Denniston, Todd A CIV NAVSURFWARCENDIV Crane todd.denniston at navy.mil
Thu Jun 23 12:26:50 UTC 2011


> -----Original Message-----
> From: centos-bounces at centos.org [mailto:centos-bounces at centos.org] On
> Behalf Of Fajar Priyanto
> Sent: Wednesday, June 22, 2011 22:23
> To: CentOS mailing list
> Subject: Re: [CentOS] Year in log files
> 
> On Thu, Jun 23, 2011 at 10:18 AM, lists-centos
> <replies-lists-b3z2-centos at listmail.innovate.net> wrote:
> > You should set that log to rotate annually.
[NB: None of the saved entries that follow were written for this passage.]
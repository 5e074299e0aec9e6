//! Transform operations on placed drawables, behind a shared lock gate.
//!
//! Every operation resolves the target by id first. A missing id yields
//! `StaleReference` and a locked object yields `Locked`; in both cases the
//! scene is left untouched. Operations never repaint; that is the caller's job.

#[cfg(test)]
#[path = "transform_test.rs"]
mod transform_test;

use rand::Rng;
use serde::{Deserialize, Serialize};
use tracing::info;

use crate::config::EngineConfig;
use crate::error::TransformError;
use crate::geom::Point;
use crate::scene::{Drawable, ObjectId, PartialDrawable, SceneBackend};

/// Behaviour run on every pointer move of a drag that started on a handle.
#[derive(Debug, Clone, Copy, PartialEq, Eq, Serialize, Deserialize)]
#[serde(rename_all = "snake_case")]
pub enum DragOp {
    Rotate,
    Resize,
}

impl DragOp {
    /// Apply one drag step to `object_id`.
    ///
    /// `handle_center` is the handle's rendered center before this step.
    ///
    /// # Errors
    ///
    /// Propagates the lock gate and, for resize, `DegenerateBounds`.
    pub fn apply<S: SceneBackend + ?Sized>(
        self,
        scene: &mut S,
        object_id: &ObjectId,
        handle_center: Point,
        offset: Point,
        cfg: &EngineConfig,
    ) -> Result<(), TransformError> {
        match self {
            Self::Rotate => rotate(scene, object_id, handle_center, offset, cfg.rotate_sensitivity).map(|_| ()),
            Self::Resize => resize(scene, object_id, offset, cfg.resize_damping).map(|_| ()),
        }
    }
}

/// Behaviour run when a handle is clicked without dragging.
#[derive(Debug, Clone, Copy, PartialEq, Eq, Serialize, Deserialize)]
#[serde(rename_all = "snake_case")]
pub enum ClickOp {
    Duplicate,
    /// Tiled duplicate.
    Repeat,
    Delete,
}

/// What a click operation did to the scene.
#[derive(Debug, Clone, PartialEq, Eq)]
pub enum ClickOutcome {
    Created(Vec<ObjectId>),
    Deleted(ObjectId),
}

impl ClickOutcome {
    /// Whether the overlay and selection must be cleared afterwards.
    #[must_use]
    pub fn deactivates(&self) -> bool {
        matches!(self, Self::Deleted(_))
    }
}

impl ClickOp {
    /// Apply the click to `object_id`.
    ///
    /// # Errors
    ///
    /// Propagates the lock gate.
    pub fn apply<S: SceneBackend + ?Sized, R: Rng>(
        self,
        scene: &mut S,
        object_id: &ObjectId,
        cfg: &EngineConfig,
        rng: &mut R,
    ) -> Result<ClickOutcome, TransformError> {
        match self {
            Self::Duplicate => duplicate(scene, object_id).map(|id| ClickOutcome::Created(vec![id])),
            Self::Repeat => repeat(scene, object_id, cfg.repeat_count, rng).map(ClickOutcome::Created),
            Self::Delete => delete(scene, object_id).map(|d| ClickOutcome::Deleted(d.id)),
        }
    }
}

/// Resolve `id` and refuse locked objects.
fn unlocked<'a, S: SceneBackend + ?Sized>(scene: &'a S, id: &ObjectId) -> Result<&'a Drawable, TransformError> {
    let obj = scene.get(id).ok_or(TransformError::StaleReference(*id))?;
    if obj.locked {
        return Err(TransformError::Locked(*id));
    }
    Ok(obj)
}

/// Fold any angle in degrees into `[0, 360)`.
#[must_use]
pub fn normalize_angle(degrees: f64) -> f64 {
    let a = degrees.rem_euclid(360.0);
    // rem_euclid rounds tiny negatives up to exactly 360.
    if a >= 360.0 { 0.0 } else { a }
}

/// Signed angle in radians from `from` to `to`; positive when the z of `from x to` is positive.
#[must_use]
pub fn signed_angle(from: Point, to: Point) -> f64 {
    let cross = from.cross_z(to);
    let unsigned = cross.abs().atan2(from.dot(to));
    if cross > 0.0 { unsigned } else { -unsigned }
}

/// Pivot shared by rotate and resize: rendered center plus half the rendered extent.
#[must_use]
pub fn transform_pivot(obj: &Drawable) -> Point {
    let bounds = obj.bounding_rect();
    obj.center() + Point::new(bounds.width / 2.0, bounds.height / 2.0)
}

/// Uniform sample in `[min, max)`; a degenerate range returns `min`.
pub(crate) fn uniform<R: Rng>(rng: &mut R, min: f64, max: f64) -> f64 {
    min + rng.random::<f64>() * (max - min)
}

/// Translate by `offset`.
///
/// # Errors
///
/// `StaleReference` or `Locked`.
pub fn move_by<S: SceneBackend + ?Sized>(scene: &mut S, id: &ObjectId, offset: Point) -> Result<Point, TransformError> {
    let obj = unlocked(scene, id)?;
    let pos = obj.anchor() + offset;
    scene.set(id, &PartialDrawable::position(pos.x, pos.y));
    Ok(pos)
}

/// Rotate by the angle the handle sweeps around the pivot. Returns the new angle.
///
/// The handle is assumed to move by `offset * sensitivity`.
///
/// # Errors
///
/// `StaleReference` or `Locked`.
pub fn rotate<S: SceneBackend + ?Sized>(
    scene: &mut S,
    id: &ObjectId,
    handle_center: Point,
    offset: Point,
    sensitivity: f64,
) -> Result<f64, TransformError> {
    let obj = unlocked(scene, id)?;
    let pivot = transform_pivot(obj);
    let moved = handle_center + offset * sensitivity;

    let from = (handle_center - pivot).normalized();
    let to = (moved - pivot).normalized();
    let angle = normalize_angle(obj.angle + signed_angle(from, to).to_degrees());

    scene.set(id, &PartialDrawable { angle: Some(angle), ..Default::default() });
    Ok(angle)
}

/// Uniformly scale by a delta derived from the dominant axis of `offset`.
/// Returns the new `(scale_x, scale_y)`.
///
/// # Errors
///
/// `StaleReference`, `Locked`, or `DegenerateBounds` when the rendered extent
/// on the dominant axis is zero.
pub fn resize<S: SceneBackend + ?Sized>(
    scene: &mut S,
    id: &ObjectId,
    offset: Point,
    damping: f64,
) -> Result<(f64, f64), TransformError> {
    let obj = unlocked(scene, id)?;
    let bounds = obj.bounding_rect();
    let (drag, extent) = if offset.x.abs() > offset.y.abs() {
        (offset.x, bounds.width)
    } else {
        (offset.y, bounds.height)
    };
    if extent == 0.0 {
        return Err(TransformError::DegenerateBounds(*id));
    }

    let delta = drag / extent / damping;
    let scale = (obj.scale_x + delta, obj.scale_y + delta);
    scene.set(id, &PartialDrawable { scale_x: Some(scale.0), scale_y: Some(scale.1), ..Default::default() });
    Ok(scale)
}

/// Clone under a fresh id at the same transform.
///
/// # Errors
///
/// `StaleReference` or `Locked`.
pub fn duplicate<S: SceneBackend + ?Sized>(scene: &mut S, id: &ObjectId) -> Result<ObjectId, TransformError> {
    let copy = unlocked(scene, id)?.duplicate();
    let new_id = copy.id;
    scene.add(copy);
    info!(source = %id, %new_id, "duplicated object");
    Ok(new_id)
}

/// Insert `count` clones, scattered uniformly inside the scene's allowed
/// region when it has one, otherwise stacked on the source.
///
/// # Errors
///
/// `StaleReference` or `Locked`.
pub fn repeat<S: SceneBackend + ?Sized, R: Rng>(
    scene: &mut S,
    id: &ObjectId,
    count: usize,
    rng: &mut R,
) -> Result<Vec<ObjectId>, TransformError> {
    let source = unlocked(scene, id)?.clone();
    let region = scene.allowed_region();

    let mut ids = Vec::with_capacity(count);
    for _ in 0..count {
        let mut copy = source.duplicate();
        if let Some(r) = region {
            copy.left = uniform(rng, r.left, r.right());
            copy.top = uniform(rng, r.top, r.bottom());
        }
        ids.push(copy.id);
        scene.add(copy);
    }
    info!(source = %id, count, constrained = region.is_some(), "repeated object");
    Ok(ids)
}

/// Remove from the scene.
///
/// # Errors
///
/// `StaleReference` or `Locked`.
pub fn delete<S: SceneBackend + ?Sized>(scene: &mut S, id: &ObjectId) -> Result<Drawable, TransformError> {
    unlocked(scene, id)?;
    let removed = scene.remove(id).ok_or(TransformError::StaleReference(*id))?;
    info!(%id, "deleted object");
    Ok(removed)
}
That should address your
> > issue, in addition to keeping logwatch from picking up year-old
> > entries.
> 
> Yes it's rotated annually.
> That's why I can argue based on common sense, by comparing the CESA
> date and the occurance in the log file.
> But if there is year, I don't have to argue at all with the auditor.

Two suggestions,
1) look for 'yum: Updated:' in the messages log, which should be rotated
a bit more often (and the auditor was probably fine with the time stamps
there), and if syslog is being directed to a log collector the log
collector may have different settings.

2) look at `rpm -qa --last` for at least the currently installed
versions, it does include the full year stamp.
   If needed the auditor could link timestamps from the rpm database to
the yum log.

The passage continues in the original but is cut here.